Killer Summer—the title begs reviewers to label the book a summer read, a term used to dismiss a novel as worth only a few hours of a person's time. Ridley Pearson doesn't try to disabuse readers of that notion. One three-page chapter after another propels the book from crisis to crisis.

It starts with the attempted robbery of a vehicle transporting valuable bottles of wine. The plan is sophisticated, involving several perpetrators and clockwork timing. Only the fact that the private security courier has his cargo handcuffed to the frame of the car thwarts the theft. Sheriff Walt Fleming arrives on the scene while the crime is still in progress, but the perpetrators get away.

Walt figures the criminals won't give up, especially when he learns that their objective—wine that was supposedly a gift from Thomas Jefferson to John Adams—is valued at over a million dollars. The most obvious venue for their next attempt is the forthcoming wine auction, which will be attended by serious oenophiles. The Jefferson wine is the star attraction, even though a graduate student is casting doubts on the authenticity of the wine and wants access to the bottles to perform tests. Janet Finch thinks that the expert who vouched for the wine was murdered at an Amsterdam brothel to cover up his part in the scam.

Killer Summer is the third book featuring Walt Fleming, the man in charge of law enforcement in Idaho's Sun Valley, a mountainous resort area that attracts the rich and famous. Walt's personal life is complicated—his wife left him for his deputy which, not surprisingly, creates some tension between the two men. He has a crush on the woman who takes crime scene photographs for the department, but he isn't well adjusted enough to know how to express his feelings for her. He's also trying to fill the shoes left by his brother's death (either by murder or suicide) by acting as a father figure to his teenage nephew Kevin.

He's also living under a cloud of disappointment cast by his ex-FBI father, who disapproves of Walt's career choice. Walt was trained at Quantico but decided not to join the agency, favoring the more serene life in Blaine County. Still, all that training comes in handy, because life in Blaine County isn't always serene.

Case in point: while Walt's busy preparing for another robbery attempt, Kevin is being seduced by a flirtatious and rebellious seventeen-year-old girl with the unlikely name of Summer Sumner. Summer arrived in Sun Valley with her father on his private jet. Her father, who once produced a highly successful caper movie but was never able to repeat the feat, is in severe financial trouble. Summer doesn't care—she just wants to get away and Kevin is her unsuspecting accessory. Her somewhat vague plan is interrupted when she and Kevin cross paths with a group of determined thieves.

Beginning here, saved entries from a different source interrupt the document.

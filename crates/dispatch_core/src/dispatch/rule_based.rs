//! Greedy one-to-one insertion.
//!
//! Two symmetric modes: request-initiated (each unplanned request takes its
//! nearest-arriving idle vehicle) and vehicle-initiated (each idle vehicle takes
//! the unplanned request it reaches first). [Goal] selects the mode per cycle.

use tracing::{debug, Span};

use crate::config::{DispatchConfig, Goal};
use crate::error::DispatchError;
use crate::model::{Request, RequestId};

use super::algorithm::InsertionStrategy;
use super::finder::{best_request_for_vehicle, best_vehicle_for_request};
use super::snapshot::{CycleSnapshot, VehicleEntry};
use super::state::{DispatchContext, DispatchState};
use super::types::CycleReport;

#[derive(Debug)]
pub struct RuleBasedStrategy {
    goal: Goal,
    nearest_vehicles_limit: usize,
    nearest_requests_limit: usize,
    span: Span,
}

impl RuleBasedStrategy {
    pub fn new(config: &DispatchConfig, span: Span) -> Self {
        Self {
            goal: config.goal,
            nearest_vehicles_limit: config.nearest_vehicles_limit,
            nearest_requests_limit: config.nearest_requests_limit,
            span,
        }
    }

    /// Vehicle-initiated when the goal asks for it, or when urgent demand
    /// outnumbers idle supply under [Goal::DemandSupplyEquil].
    pub fn vehicle_initiated(&self, snapshot: &CycleSnapshot) -> bool {
        match self.goal {
            Goal::MinWaitTime => false,
            Goal::MinPickupTime => true,
            Goal::DemandSupplyEquil => snapshot.urgent_requests > snapshot.idle_vehicles,
        }
    }

    fn schedule_unplanned_requests(
        &self,
        planning: &[RequestId],
        snapshot: &CycleSnapshot,
        state: &mut DispatchState,
        ctx: &mut DispatchContext<'_>,
        report: &mut CycleReport,
    ) -> Result<(), DispatchError> {
        let mut idle_count = snapshot.idle_vehicles;
        for &id in planning {
            if !state.is_plannable(id, ctx.now) {
                continue;
            }
            if idle_count == 0 {
                report.unmatched += 1;
                continue;
            }
            let Some(request) = state.unplanned.get(id).cloned() else {
                continue;
            };

            let candidates: Vec<VehicleEntry> = state
                .zones
                .nearest_vehicles(request.from.coord, self.nearest_vehicles_limit, |v| {
                    !state.registry.is_waiting_vehicle(v)
                })
                .into_iter()
                .filter_map(|v| {
                    state.zones.vehicles().location(v).map(|location| VehicleEntry {
                        id: v,
                        location,
                        available_at: ctx.now,
                        idle: true,
                    })
                })
                .collect();

            let Some(dispatch) = best_vehicle_for_request(&request, &candidates, ctx.paths) else {
                debug!(parent: &self.span, request = %id, "no vehicle reachable");
                report.unmatched += 1;
                continue;
            };
            let opened = report.opened;
            state.open_confirmation(dispatch, ctx, report)?;
            if report.opened > opened {
                idle_count = idle_count.saturating_sub(1);
            }
        }
        Ok(())
    }

    fn schedule_idle_vehicles(
        &self,
        snapshot: &CycleSnapshot,
        state: &mut DispatchState,
        ctx: &mut DispatchContext<'_>,
        report: &mut CycleReport,
    ) -> Result<(), DispatchError> {
        let now = ctx.now;
        for vehicle in snapshot.idle() {
            if state.unplanned.is_empty() {
                break;
            }
            if state.registry.is_waiting_vehicle(vehicle.id)
                || !state.zones.vehicles().contains(vehicle.id)
            {
                continue;
            }

            let candidates: Vec<Request> = state
                .zones
                .nearest_requests(vehicle.location.coord, self.nearest_requests_limit, |r| {
                    state.is_plannable(r, now)
                })
                .into_iter()
                .filter_map(|r| state.unplanned.get(r).cloned())
                .collect();
            if candidates.is_empty() {
                continue;
            }
            let refs: Vec<&Request> = candidates.iter().collect();

            let Some(dispatch) = best_request_for_vehicle(vehicle, &refs, ctx.paths) else {
                debug!(parent: &self.span, vehicle = %vehicle.id, "no request reachable");
                continue;
            };
            state.open_confirmation(dispatch, ctx, report)?;
        }
        Ok(())
    }
}

impl InsertionStrategy for RuleBasedStrategy {
    fn name(&self) -> &'static str {
        "rule_based"
    }

    fn schedule(
        &mut self,
        planning: &[RequestId],
        snapshot: &CycleSnapshot,
        state: &mut DispatchState,
        ctx: &mut DispatchContext<'_>,
        report: &mut CycleReport,
    ) -> Result<(), DispatchError> {
        if self.vehicle_initiated(snapshot) {
            debug!(parent: &self.span, goal = ?self.goal, "vehicle-initiated insertion");
            self.schedule_idle_vehicles(snapshot, state, ctx, report)?;
            report.unmatched = planning
                .iter()
                .filter(|&&id| state.is_plannable(id, ctx.now))
                .count();
            Ok(())
        } else {
            debug!(parent: &self.span, goal = ?self.goal, "request-initiated insertion");
            self.schedule_unplanned_requests(planning, snapshot, state, ctx, report)
        }
    }
}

In fact, it seems like the sole reason for Summer's flight plan is to manipulate circumstances to put her and Kevin in harm's way.

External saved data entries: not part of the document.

//! Per-cycle view of plannable requests and available vehicles.

use crate::confirmation::ConfirmationRegistry;
use crate::config::DispatchConfig;
use crate::fleet::Fleet;
use crate::model::{secs, Location, Request, RequestId, SimTime, VehicleId};

#[derive(Debug, Clone, Copy, PartialEq, Eq)]
pub enum SupplyState {
    /// Fewer idle vehicles than urgent requests.
    Undersupply,
    Oversupply,
}

/// How far ahead a busy vehicle's idleness still counts as available.
#[derive(Debug, Clone, Copy, PartialEq, Eq)]
pub struct PlanningHorizon {
    pub supply: SupplyState,
    pub horizon: SimTime,
}

impl PlanningHorizon {
    pub fn choose(idle_vehicles: usize, urgent_requests: usize, config: &DispatchConfig) -> Self {
        if idle_vehicles < urgent_requests {
            Self {
                supply: SupplyState::Undersupply,
                horizon: secs(config.veh_planning_horizon_undersupply_secs),
            }
        } else {
            Self {
                supply: SupplyState::Oversupply,
                horizon: secs(config.veh_planning_horizon_oversupply_secs),
            }
        }
    }
}

#[derive(Debug, Clone, PartialEq)]
pub struct RequestEntry {
    pub id: RequestId,
    pub from: Location,
    pub earliest_start: SimTime,
    pub urgent: bool,
}

#[derive(Debug, Clone, PartialEq)]
pub struct VehicleEntry {
    pub id: VehicleId,
    /// Where the vehicle becomes free.
    pub location: Location,
    /// When the vehicle becomes free; `now` for idle vehicles.
    pub available_at: SimTime,
    pub idle: bool,
}

/// Requests and vehicles free of any registered confirmation, taken once per
/// cycle before the strategy runs. Entries are in ascending id order.
#[derive(Debug, Clone, PartialEq)]
pub struct CycleSnapshot {
    pub now: SimTime,
    pub requests: Vec<RequestEntry>,
    pub vehicles: Vec<VehicleEntry>,
    pub idle_vehicles: usize,
    pub urgent_requests: usize,
    pub horizon: PlanningHorizon,
}

impl CycleSnapshot {
    pub fn build<'a>(
        planning: impl IntoIterator<Item = &'a Request>,
        fleet: &dyn Fleet,
        registry: &ConfirmationRegistry,
        config: &DispatchConfig,
        now: SimTime,
    ) -> Self {
        let requests: Vec<RequestEntry> = planning
            .into_iter()
            .filter(|r| !registry.is_waiting_request(r.id) && !r.is_expired(now))
            .map(|r| RequestEntry {
                id: r.id,
                from: r.from,
                earliest_start: r.earliest_start,
                urgent: r.is_urgent(now),
            })
            .collect();
        let urgent_requests = requests.iter().filter(|r| r.urgent).count();

        let candidates: Vec<(VehicleId, bool)> = fleet
            .vehicle_ids()
            .into_iter()
            .filter(|&v| !registry.is_waiting_vehicle(v) && !fleet.is_out_of_service(v, now))
            .map(|v| (v, fleet.is_idle(v, now)))
            .collect();
        let idle_vehicles = candidates.iter().filter(|(_, idle)| *idle).count();

        let horizon = PlanningHorizon::choose(idle_vehicles, urgent_requests, config);
        let limit = now.saturating_add(horizon.horizon);
        let vehicles = candidates
            .into_iter()
            .filter_map(|(id, idle)| {
                let idleness = fleet.earliest_idleness(id, now)?;
                (idle || idleness.time <= limit).then_some(VehicleEntry {
                    id,
                    location: idleness.location,
                    available_at: idleness.time,
                    idle,
                })
            })
            .collect();

        Self {
            now,
            requests,
            vehicles,
            idle_vehicles,
            urgent_requests,
            horizon,
        }
    }

    pub fn idle(&self) -> impl Iterator<Item = &VehicleEntry> {
        self.vehicles.iter().filter(|v| v.idle)
    }
}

This is symptomatic of the book's biggest problem—the thieves have concocted a needlessly complicated plot when their goal is easily attainable. All their machinations and diversions and distractions don't serve any point when they're able to simply walk away with their objective. It makes the book seem too clever by half. All that subterfuge—it begs the question of what would have happened had the first attempt on the wine succeeded?

However, in the second half of the book, once Kevin and Summer get tangled up with the caper, things get much more exciting and far less contrived. Everyone's established survival skills kick into gear, including those of a solitary caretaker, John Cumberland, who gets caught up in the thieves' escape plan.

In the final analysis, Killer Summer lives up to its billing—it is a rollicking beach read, once readers get past the artificial complications that get the ball rolling.